TASK PROMPT: Report back each line of the data that contains the word "trigger".

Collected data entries
<<<<
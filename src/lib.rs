// Allow dead code for public API functions that may not be used internally
// but are part of the library's exposed interface
#![allow(dead_code)]

pub mod cli;
pub mod config;
pub mod domain_signal;
pub mod domain_utils;
pub mod enrichment;
pub mod profile;
pub mod reconcile;
pub mod scrape;
pub mod trigger;

pub use profile::{Candidate, CandidateSource, CompanyProfile, FieldProvenance, Origin, ProfileField};
pub use reconcile::{ApplyOutcome, MemoryStore, ProfileStore, Reconciler, SharedReconciler};
pub use trigger::{CollectionState, TriggerPolicy};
>>>>
EXERCISE SOLUTION:
pub mod trigger;
pub use trigger::{CollectionState, TriggerPolicy};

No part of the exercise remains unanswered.